** Opening Entries shown block **
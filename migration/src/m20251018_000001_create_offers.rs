use sea_orm_migration::prelude::*;

#[derive(DeriveMigrationName)]
pub struct Migration;

#[async_trait::async_trait]
impl MigrationTrait for Migration {
    async fn up(&self, manager: &SchemaManager) -> Result<(), DbErr> {
        // `if_not_exists` keeps databases created by the earlier bot untouched;
        // image_url and coupon arrive in the next migration.
        manager
            .create_table(
                Table::create()
                    .table(Offers::Table)
                    .if_not_exists()
                    .col(
                        ColumnDef::new(Offers::Id)
                            .integer()
                            .not_null()
                            .auto_increment()
                            .primary_key(),
                    )
                    .col(ColumnDef::new(Offers::Source).text().null())
                    .col(ColumnDef::new(Offers::Title).text().null())
                    .col(ColumnDef::new(Offers::Url).text().not_null().unique_key())
                    .col(ColumnDef::new(Offers::Price).text().null())
                    .col(ColumnDef::new(Offers::Shop).text().null())
                    .col(
                        ColumnDef::new(Offers::Posted)
                            .boolean()
                            .not_null()
                            .default(false),
                    )
                    .col(ColumnDef::new(Offers::Hash).text().null().unique_key())
                    .col(
                        ColumnDef::new(Offers::DiscoveredAt)
                            .timestamp_with_time_zone()
                            .not_null(),
                    )
                    .to_owned(),
            )
            .await
    }

    async fn down(&self, manager: &SchemaManager) -> Result<(), DbErr> {
        manager
            .drop_table(Table::drop().table(Offers::Table).to_owned())
            .await
    }
}

#[derive(DeriveIden)]
enum Offers {
    Table,
    Id,
    Source,
    Title,
    Url,
    Price,
    Shop,
    Posted,
    Hash,
    DiscoveredAt,
}
pub mod status;
use scraper::Html;
use std::collections::HashSet;
use std::sync::Arc;
use url::Url;

use super::classifier::is_promotional;
use super::extractor::extract_fields;
use super::fetcher::PageFetcher;
use super::locator::locate_blocks;
use super::markup::MarkupNode;
use super::parser::{detect_coupon, extract_price_or_range};
use super::title_resolver::resolve_title;
use super::{ScrapedOffer, SourceConfig};
use crate::config::DiscoveryConfig;
use crate::services::offer_repository::OfferRepository;

/// Owned result of locating and extracting one block, safe to hold across
/// awaits (parsed documents are not `Send`).
#[derive(Debug, Clone, PartialEq)]
pub struct CandidateBlock {
    pub title: Option<String>,
    pub link: Option<String>,
    pub image: Option<String>,
    pub text: String,
}

#[derive(Debug, Clone, Copy, Default, PartialEq, Eq)]
pub struct ScrapeReport {
    pub pages_fetched: usize,
    pub candidates: usize,
    pub inserted: usize,
    pub duplicates: usize,
    pub rejected: usize,
}

/// Run the locator and extractor over one listing page
pub fn parse_listing_page(html: &str, page_url: &str, source: &SourceConfig) -> Vec<CandidateBlock> {
    let base = match Url::parse(page_url) {
        Ok(base) => base,
        Err(e) => {
            tracing::warn!("Invalid page url {}: {}", page_url, e);
            return vec![];
        }
    };

    let document = Html::parse_document(html);

    locate_blocks(&document, source)
        .iter()
        .map(|block| {
            let fields = extract_fields(block, &base);
            CandidateBlock {
                title: fields.title,
                link: fields.link,
                image: fields.image,
                text: block.node.flat_text(),
            }
        })
        .collect()
}

/// Collector for one retailer: fetch its listing pages, filter candidates,
/// store what survives.
pub struct RetailScraper {
    source: SourceConfig,
    config: Arc<DiscoveryConfig>,
    fetcher: Arc<dyn PageFetcher>,
    offers: OfferRepository,
}

impl RetailScraper {
    pub fn new(
        source: SourceConfig,
        config: Arc<DiscoveryConfig>,
        fetcher: Arc<dyn PageFetcher>,
        offers: OfferRepository,
    ) -> Self {
        Self {
            source,
            config,
            fetcher,
            offers,
        }
    }

    fn label(&self) -> &'static str {
        self.source.shop.label()
    }

    pub async fn scrape(&self) -> ScrapeReport {
        let mut report = ScrapeReport::default();
        let mut seen = HashSet::new();

        for page in &self.source.pages {
            let Some(html) = self.fetcher.fetch(page, self.config.fetch_timeout).await else {
                continue;
            };
            report.pages_fetched += 1;

            let candidates = parse_listing_page(&html, page, &self.source);
            tracing::debug!("{}: {} candidate blocks on {}", self.label(), candidates.len(), page);

            for candidate in candidates {
                self.process_candidate(candidate, &mut seen, &mut report).await;
            }
        }

        report
    }

    async fn process_candidate(
        &self,
        candidate: CandidateBlock,
        seen: &mut HashSet<String>,
        report: &mut ScrapeReport,
    ) {
        let Some(link) = candidate.link else {
            return;
        };
        if !seen.insert(link.clone()) {
            return;
        }
        report.candidates += 1;

        let Some(price) = extract_price_or_range(&candidate.text) else {
            tracing::debug!("{}: no price detected, skipping {}", self.label(), link);
            report.rejected += 1;
            return;
        };

        let title = resolve_title(
            self.fetcher.as_ref(),
            candidate.title,
            &link,
            self.config.title_fetch_timeout,
        )
        .await;

        if !is_promotional(title.as_deref(), &candidate.text) {
            tracing::debug!("{}: not promotional, skipping {:?} {}", self.label(), title, link);
            report.rejected += 1;
            return;
        }

        if !self.config.filter.is_relevant(title.as_deref(), &candidate.text, &link) {
            tracing::debug!("{}: not a relevant product, skipping {:?} {}", self.label(), title, link);
            report.rejected += 1;
            return;
        }

        let offer = ScrapedOffer {
            source: self.source.shop.source_name().to_string(),
            title,
            url: link,
            price,
            shop: self.label().to_string(),
            image_url: candidate.image,
            coupon: detect_coupon(&candidate.text, self.config.scraper.loose_coupon_detection),
        };

        if self.offers.insert(&offer).await {
            report.inserted += 1;
            tracing::info!(
                "{} -> inserted: {} {} {}",
                self.label(),
                offer.title.as_deref().unwrap_or_default(),
                offer.price,
                offer.url
            );
        } else {
            report.duplicates += 1;
        }
    }
}

#[cfg(test)]
mod tests {
    use super::*;
    use crate::scrapers::sources::default_sources;

    #[test]
    fn test_parse_listing_page_extracts_fields() {
        let kabum = default_sources().remove(0);
        let html = r#"<div class="grid">
            <article><a href="/produto/1" title="SSD NVMe 1TB"><img src="/img/1.jpg"></a>
              <span>R$ 399,00</span><span>R$ 299,00</span></article>
            <p>R$ 5,00 de frete</p>
        </div>"#;
        let candidates = parse_listing_page(html, "https://www.kabum.com.br/ofertas/ofertaskabum", &kabum);

        // both prices of the article land on it; the lone <p> climbs to the grid
        assert!(candidates.len() >= 2);
        assert_eq!(candidates[0].title.as_deref(), Some("SSD NVMe 1TB"));
        assert_eq!(candidates[0].link.as_deref(), Some("https://www.kabum.com.br/produto/1"));
        assert_eq!(candidates[0].image.as_deref(), Some("https://www.kabum.com.br/img/1.jpg"));
        assert_eq!(candidates[0].text, "R$ 399,00 R$ 299,00");
        assert_eq!(candidates[0], candidates[1]);
    }

    #[test]
    fn test_invalid_base_url_yields_nothing() {
        let kabum = default_sources().remove(0);
        assert!(parse_listing_page("<a href='/p'>R$ 1,00</a>", "not a url", &kabum).is_empty());
    }
}
use lazy_static::lazy_static;
use regex::Regex;

lazy_static! {
    // "R$ 1.234,56", "R$1234", "R$ 99,90"
    pub static ref PRICE_REGEX: Regex = Regex::new(
        r"R\$\s?(?:\d{1,3}(?:\.\d{3})+|\d+)(?:,\d{2})?"
    ).unwrap();

    // "de R$ 100,00 por R$ 80,00", "De: R$ 100 Por: R$ 80"
    pub static ref PRICE_RANGE_REGEX: Regex = Regex::new(
        r"(?i)\bde:?\s*(R\$\s?(?:\d{1,3}(?:\.\d{3})+|\d+)(?:,\d{2})?)\s*por:?\s*(R\$\s?(?:\d{1,3}(?:\.\d{3})+|\d+)(?:,\d{2})?)"
    ).unwrap();

    static ref AMOUNT_REGEX: Regex = Regex::new(r"^R\$\s?").unwrap();

    static ref COUPON_REGEX: Regex = Regex::new(
        r"(?i)(?:cupom|código|codigo|code|coupon)(?:\s*:\s*|\s+)([A-Z0-9\-]{4,16})\b"
    ).unwrap();

    // Unlabeled fallback, uppercase tokens only
    static ref LOOSE_COUPON_REGEX: Regex = Regex::new(r"\b[A-Z0-9]{4,16}\b").unwrap();
}

/// First single currency amount in `text`, normalized to `R$ <amount>`
pub fn extract_price(text: &str) -> Option<String> {
    let text = text.replace('\u{a0}', " ");
    PRICE_REGEX
        .find(&text)
        .map(|m| normalize_amount(m.as_str()))
}

/// A "de X por Y" range when present, otherwise the first single amount.
pub fn extract_price_or_range(text: &str) -> Option<String> {
    let text = text.replace('\u{a0}', " ");

    if let Some(caps) = PRICE_RANGE_REGEX.captures(&text) {
        return Some(format!(
            "de {} por {}",
            normalize_amount(&caps[1]),
            normalize_amount(&caps[2])
        ));
    }

    extract_price(&text)
}

/// True if the text carries a "de X por Y" price range
pub fn has_price_range(text: &str) -> bool {
    PRICE_RANGE_REGEX.is_match(&text.replace('\u{a0}', " "))
}

fn normalize_amount(raw: &str) -> String {
    let amount = AMOUNT_REGEX.replace(raw.trim(), "");
    format!("R$ {}", amount.trim())
}

/// Labeled coupon code ("cupom: ABC10"), upper-cased.
///
/// With `allow_unlabeled`, falls back to the first uppercase alphanumeric
/// token containing a letter. That fallback regularly picks up model numbers
/// and should be treated as a hint only.
pub fn detect_coupon(text: &str, allow_unlabeled: bool) -> Option<String> {
    let text = text.replace('\u{a0}', " ");

    if let Some(caps) = COUPON_REGEX.captures(&text) {
        return Some(caps[1].trim().to_uppercase());
    }

    if allow_unlabeled {
        return LOOSE_COUPON_REGEX
            .find_iter(&text)
            .map(|m| m.as_str())
            .find(|token| token.chars().any(|c| c.is_ascii_alphabetic()))
            .map(str::to_string);
    }

    None
}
** Closing Entries shown block **
Exercise goal
Only lines that include "code" belong in the answer; return them from the entries above.

Exercise answer
        r"(?i)(?:cupom|código|codigo|code|coupon)(?:\s*:\s*|\s+)([A-Z0-9\-]{4,16})\b"
/// Labeled coupon code ("cupom: ABC10"), upper-cased.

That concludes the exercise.